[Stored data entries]
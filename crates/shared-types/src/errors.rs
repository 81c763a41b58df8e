//! # Error Types
//!
//! Errors raised while reading chain wire types.

use thiserror::Error;

/// Errors raised by event log lookups.
///
/// Every lookup has exactly-one-or-error semantics: a missing entry and an
/// ambiguous entry are both failures.
#[derive(Debug, Clone, PartialEq, Eq, Error)]
pub enum EventLogError {
    /// The transaction has no log for the given message index.
    #[error("no message log for message {index} ({available} logs available)")]
    MessageLogNotFound { index: usize, available: usize },

    /// Several logs claim the same message index.
    #[error("found {count} message logs for message {index}, expected exactly one")]
    AmbiguousMessageLog { index: usize, count: usize },

    /// No event of the requested type was emitted by the message.
    #[error("no event with type {event_type} found in message {index}")]
    EventNotFound { index: usize, event_type: String },

    /// More than one event of the requested type was emitted by the message.
    #[error("found {count} events with type {event_type} in message {index}, expected exactly one")]
    AmbiguousEvent {
        index: usize,
        event_type: String,
        count: usize,
    },

    /// The event carries no attribute with the requested key.
    #[error("no attribute with key {key} found inside event with type {event_type}")]
    AttributeNotFound { event_type: String, key: String },

    /// The event carries the requested key more than once.
    #[error("found {count} attributes with key {key} inside event with type {event_type}, expected exactly one")]
    AmbiguousAttribute {
        event_type: String,
        key: String,
        count: usize,
    },
}

/// Errors raised while parsing decimal amounts.
#[derive(Debug, Clone, PartialEq, Eq, Error)]
pub enum DecimalError {
    /// The string is empty or contains something other than digits and a single dot.
    #[error("invalid decimal string: {0:?}")]
    Invalid(String),

    /// The fractional part is longer than the supported precision.
    #[error("decimal {value:?} has more than {max} fractional digits")]
    TooPrecise { value: String, max: u32 },

    /// The value does not fit the backing integer.
    #[error("decimal {0:?} is out of range")]
    Overflow(String),
}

» Problem description
Go through the entries and return each line where the word "expected" appears.

» Reply
    #[error("found {count} message logs for message {index}, expected exactly one")]
    #[error("found {count} events with type {event_type} in message {index}, expected exactly one")]
    #[error("found {count} attributes with key {key} inside event with type {event_type}, expected exactly one")]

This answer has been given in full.